Listen live: Supreme Court hears arguments in same-sex marriage and faith cases

The case, a follow-up to a 2018 case involving a Colorado baker that failed to reach a final ruling, will likely address the question of whether a business that is open to the public and engages in expression can deny service to potential customers based on their religious beliefs or other beliefs.

The case involves Lorie Smith, who owns a design firm that purports to serve gay clients but intends to limit proposed wedding-related services to celebrations of heterosexual unions. She argued that requiring her to provide these services to gay couples violated her free speech rights.

“If a client who identified as gay asked her to design graphics for his animal shelter, or promote an organization that served children with disabilities, Smith would gladly do so,” Ms. Smith said. Smith’s attorney told the judge in a letter. “But Smith will reject any request – no matter who makes it – to create content that contradicts biblical truth, disparages or disparages someone, promotes atheism or gambling, supports the taking of unborn life, incites violence, or promotes “atheism” “The concept. Marriage is not just the union of a man and a woman.”

A Colorado law prohibits businesses open to the public from discriminating on the basis of sexual orientation and statements announcing such discrimination. Mrs. The lawsuit challenges Smith, who has yet to start a wedding business or make such statements for fear of breaking the law.

Colorado Attorney General Philip J. Weiser told the justices in a letter that the Supreme Court did not have any specific decisions. “There is no evidence on the record,” he wrote, “that the company was ever asked to create a website for same-sex weddings; that the State of Colorado threatened law enforcement; or that any future wedding website conveyed a message that it was attributable to the company.”

Regardless, Colorado’s law is constitutional, he wrote. A ruling otherwise would have unacceptable consequences, he said.

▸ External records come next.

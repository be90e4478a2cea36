//! End-to-end calibration against rendered board frames.

use std::sync::Arc;
use std::time::{Duration, Instant};

use board_calibrator::board::{BoardLayout, ScreenLayout};
use board_calibrator::calibration::{
    BoardCalibrator, CalibrationService, CalibrationState, StateTransition,
};
use board_calibrator::camera::{Frame, FrameSession, FrameSource};
use board_calibrator::config::CalibratorConfig;
use board_calibrator::geometry::{Corner, Point};
use board_calibrator::recognition::{RecognitionEngine, RecognitionResult};
use board_calibrator::simulation::{BoardScene, BoardSimulator};

const TICK: Duration = Duration::from_millis(50);

struct Rig {
    config: CalibratorConfig,
    calibrator: BoardCalibrator,
    simulator: BoardSimulator,
    t0: Instant,
    frames: u32,
}

impl Rig {
    fn new() -> Self {
        let config = CalibratorConfig::default();
        let engine = Arc::new(RecognitionEngine::new(&config));
        let mut calibrator = BoardCalibrator::new(&config, engine);
        let simulator = BoardSimulator::new(BoardLayout::new(&config.board), BoardScene::default());
        let t0 = Instant::now();
        calibrator.start_find_bounds_at(t0);
        Self {
            config,
            calibrator,
            simulator,
            t0,
            frames: 0,
        }
    }

    fn feed(&mut self, source: FrameSource) -> Option<StateTransition> {
        self.frames += 1;
        let frame = Frame::new(
            self.simulator.render(),
            self.t0 + TICK * self.frames,
            self.frames as u64,
            source,
        );
        self.calibrator.update_bounds_with_image(&frame)
    }
}

#[test]
fn stable_board_calibrates_on_twentieth_frame() {
    let mut rig = Rig::new();

    for _ in 0..19 {
        assert!(rig.feed(FrameSource::Simulated).is_none());
        assert!(rig.calibrator.last_result().unwrap().is_found());
    }
    let transition = rig.feed(FrameSource::Simulated).unwrap();
    assert_eq!(transition.to, CalibrationState::Calibrated);
    assert_eq!(rig.frames, 20);
    assert_eq!(rig.calibrator.publish_count(), 1);

    // Transform maps the accepted quad onto the screen reference quad.
    let bounds = rig.calibrator.board_bounds().unwrap();
    let expected_bounds = rig.simulator.marker_centers_in_image();
    assert!(bounds.max_corner_distance(&expected_bounds) < 0.5);

    let screen = ScreenLayout::new(BoardLayout::new(&rig.config.board), &rig.config.screen);
    let transform = rig.calibrator.transform().unwrap();
    let mapped = transform.apply_quad(&bounds).unwrap();
    assert!(mapped.max_corner_distance(&screen.reference_quad()) < 1e-6);

    for _ in 0..5 {
        assert!(rig.feed(FrameSource::Simulated).is_none());
    }
    assert_eq!(rig.calibrator.publish_count(), 1);
}

#[test]
fn obstruction_delays_calibration_by_a_full_interval() {
    let mut rig = Rig::new();
    rig.simulator
        .set_scene(BoardScene::default().with_marker_occluded(Corner::BottomRight));

    for _ in 0..5 {
        rig.feed(FrameSource::Simulated);
        assert_eq!(
            rig.calibrator.last_result(),
            Some(RecognitionResult::Obstructed)
        );
    }
    assert!((rig.calibrator.brightness().value() - 0.995).abs() < 1e-5);

    rig.simulator.set_scene(BoardScene::default());
    for _ in 0..19 {
        assert!(rig.feed(FrameSource::Simulated).is_none());
    }
    assert_eq!(rig.calibrator.state(), CalibrationState::Calibrating);

    let transition = rig.feed(FrameSource::Simulated);
    assert_eq!(transition.map(|t| t.to), Some(CalibrationState::Calibrated));
    assert_eq!(rig.frames, 25);
}

#[test]
fn brightness_stays_in_range_while_board_missing() {
    let mut rig = Rig::new();
    rig.simulator.set_scene(BoardScene::default().without_board());

    let (dark, bright) = rig.calibrator.brightness().limits();
    let mut previous = rig.calibrator.brightness().value();
    for _ in 0..40 {
        rig.feed(FrameSource::Simulated);
        let value = rig.calibrator.brightness().value();
        assert!(value >= dark && value <= bright);
        assert!(((value - previous).abs() - 0.001).abs() < 1e-5);
        previous = value;
    }
    assert_eq!(rig.calibrator.state(), CalibrationState::Calibrating);
    assert!(rig.calibrator.transform().is_none());
}

#[test]
fn camera_and_simulated_frames_behave_alike() {
    let mut simulated = Rig::new();
    let mut camera = Rig::new();
    let scenes = [
        BoardScene::default().without_board(),
        BoardScene::default().with_marker_occluded(Corner::TopRight),
        BoardScene::default().with_rotation(4.0),
    ];

    for scene in scenes.iter().cycle().take(9).chain(std::iter::repeat(&scenes[2]).take(20)) {
        simulated.simulator.set_scene(scene.clone());
        camera.simulator.set_scene(scene.clone());
        let a = simulated.feed(FrameSource::Simulated);
        let b = camera.feed(FrameSource::Camera);
        assert_eq!(a, b);
        assert_eq!(simulated.calibrator.state(), camera.calibrator.state());
        assert_eq!(
            simulated.calibrator.last_result(),
            camera.calibrator.last_result()
        );
        assert_eq!(
            simulated.calibrator.brightness(),
            camera.calibrator.brightness()
        );
    }

    assert_eq!(simulated.calibrator.state(), CalibrationState::Calibrated);
    assert_eq!(
        simulated.calibrator.transform(),
        camera.calibrator.transform()
    );
}

#[test]
fn restart_from_calibrated_withdraws_transform() {
    let mut rig = Rig::new();
    for _ in 0..20 {
        rig.feed(FrameSource::Simulated);
    }
    assert!(rig.calibrator.transform().is_some());

    let transition = rig
        .calibrator
        .start_find_bounds_at(rig.t0 + TICK * (rig.frames + 1));
    assert_eq!(
        transition,
        Some(StateTransition {
            from: CalibrationState::Calibrated,
            to: CalibrationState::Calibrating,
        })
    );
    assert!(rig.calibrator.transform().is_none());
    assert!(rig.calibrator.screen_points().is_none());
    assert_eq!(rig.calibrator.brightness().value(), 1.0);
}

#[test]
fn calibrated_transform_locates_board_cells() {
    let mut rig = Rig::new();
    for _ in 0..20 {
        rig.feed(FrameSource::Simulated);
    }
    let transform = rig.calibrator.transform().unwrap();
    let screen = ScreenLayout::new(BoardLayout::new(&rig.config.board), &rig.config.screen);

    // Default scene draws 8 px per board cell starting at (40, 40).
    let cell = screen.camera_to_cell(&transform, Point::new(40.0 + 8.0 * 10.5, 40.0 + 8.0 * 7.5));
    assert_eq!(cell, Some((10, 7)));
    assert_eq!(screen.camera_to_cell(&transform, Point::new(5.0, 5.0)), None);
}

#[test]
fn simulated_session_calibrates() {
    let mut config = CalibratorConfig::default();
    config.session.fast_interval_ms = 10;
    config.acceptance.acceptance_interval_ms = 150;

    let engine = Arc::new(RecognitionEngine::new(&config));
    let simulator = Arc::new(BoardSimulator::new(
        BoardLayout::new(&config.board),
        BoardScene::default(),
    ));

    let mut session = FrameSession::new(&config.session, None);
    let service = CalibrationService::new(
        BoardCalibrator::new(&config, engine),
        Some(session.control()),
        Some(simulator),
    );
    let handle = service.handle();
    let events = handle.subscribe();
    session.register_consumer(Arc::new(service));
    session.start();
    assert!(!session.initialized());

    handle.start_find_bounds();

    let mut reached = false;
    let deadline = Instant::now() + Duration::from_secs(10);
    while Instant::now() < deadline {
        if let Ok(transition) = events.recv_timeout(Duration::from_millis(200)) {
            if transition.to == CalibrationState::Calibrated {
                reached = true;
                break;
            }
        }
    }
    session.stop();

    assert!(reached, "simulated session never calibrated");
    let snapshot = handle.snapshot();
    assert_eq!(snapshot.state, CalibrationState::Calibrated);
    assert!(snapshot.transform.is_some());
    assert!(snapshot.board_bounds.is_some());
}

“A business can, based on its stated beliefs, refuse to bake for a Catholic baptism because it supports abortion; it can photograph a black family reunion because it opposes racial equality; think only men should be working outside,” Mr. Weiser wrote in another letter.

Lower courts have generally sided with gay couples who have been denied service by bakeries, florists and others, ruling that potential customers are entitled to equal treatment and that discrimination based on sexual orientation is prohibited by law in at least some parts of the country.

Business owners challenging the laws argue that the government should not force them to choose between faith requirements and livelihood requirements. Their opponents say businesses that are open to the public must offer equal treatment to potential customers.

The case before the judge, 303 Creative LLC v. Elaines, no. 21-476, is a free speech challenge that only incidentally touches on religion.

Mrs. Smith’s lawyers are also asking the Supreme Court to rule on whether the Colorado law violates her right to practice religion freely, and to consider whether to overturn an important 1990 precedent, Employment Division v. Smith. smith.

In that case, the Supreme Court ruled that neutral and generally applicable laws cannot be challenged on the grounds that they violate the First Amendment protections for freedom of religion or belief.

The decision, which stems from a case involving the use of cacti in Native American religious ceremonies, was unpopular with conservative Christians and some judges who said it did not provide enough protection for religion. Last year, the three most conservative members of the court — Justices Clarence Thomas and Samuel A. Alito Jr. and Neil M. Gorsuch – said it was time to reverse the 1990 decision.

In the new Colorado case, though, the court limited its review to the question of whether Colorado law violates First Amendment protections for free speech.

The exact question the judge agreed to decide in the new case was “whether application of public accommodation laws to compel an artist to speak or remain silent violates the Free Speech Clause of the First Amendment.”